## EXERCISE INSTRUCTIONS
Your task is to copy every line of the entries that holds the word "Paginator".

## THE RECORDS
- - - -
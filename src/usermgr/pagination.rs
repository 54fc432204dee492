//! Page slicing over an already filtered collection.
//!
//! Pages are 1-based. There is always at least one page, even for an empty
//! collection, and out-of-range requests are clamped instead of rejected:
//! anything below 1 (or missing/unparseable) lands on page 1, anything past
//! the end lands on the last page.

use serde::Serialize;

#[derive(Debug, Clone)]
pub struct Paginator<'a, T> {
    rows: &'a [T],
    per_page: usize,
    current: usize,
}

impl<'a, T> Paginator<'a, T> {
    /// A `per_page` of zero is treated as one.
    pub fn new(rows: &'a [T], per_page: usize) -> Self {
        Self {
            rows,
            per_page: per_page.max(1),
            current: 1,
        }
    }

    /// Select the page to show. `None` means "no (usable) page requested".
    pub fn paginate(&mut self, requested: Option<i64>) -> &mut Self {
        let pages = self.pages_count();
        self.current = match requested {
            Some(page) if page >= 1 => usize::try_from(page).map_or(pages, |p| p.min(pages)),
            _ => 1,
        };
        self
    }

    pub fn current_page(&self) -> usize {
        self.current
    }

    pub fn pages_count(&self) -> usize {
        self.rows_count().div_ceil(self.per_page).max(1)
    }

    pub fn rows_count(&self) -> usize {
        self.rows.len()
    }

    pub fn rows_per_page(&self) -> usize {
        self.per_page
    }

    pub fn start_offset(&self) -> usize {
        (self.current - 1) * self.per_page
    }

    /// Inclusive index of the last row on the page; equals the start offset
    /// when there are no rows at all.
    pub fn end_offset(&self) -> usize {
        let start = self.start_offset();
        if self.rows.is_empty() {
            return start;
        }
        (start + self.per_page).min(self.rows_count()) - 1
    }

    pub fn paginated_rows(&self) -> &'a [T] {
        let rows = self.rows;
        if rows.is_empty() {
            return &[];
        }
        &rows[self.start_offset()..=self.end_offset()]
    }

    pub fn info(&self) -> PaginationInfo {
        PaginationInfo {
            current: self.current_page(),
            count: self.pages_count(),
            total: self.rows_count(),
            per_page: self.rows_per_page(),
            start_offset: self.start_offset(),
            end_offset: self.end_offset(),
        }
    }
}

/// Pagination metadata handed to renderers.
#[derive(Debug, Clone, Copy, PartialEq, Eq, Serialize)]
#[serde(rename_all = "camelCase")]
pub struct PaginationInfo {
    pub current: usize,
    pub count: usize,
    pub total: usize,
    pub per_page: usize,
    pub start_offset: usize,
    pub end_offset: usize,
}

/// Lenient page parameter parsing: garbage becomes "no page requested".
pub fn parse_page(raw: &str) -> Option<i64> {
    raw.trim().parse().ok()
}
- - - -
## PROBLEM SOLUTION
pub struct Paginator<'a, T> {
impl<'a, T> Paginator<'a, T> {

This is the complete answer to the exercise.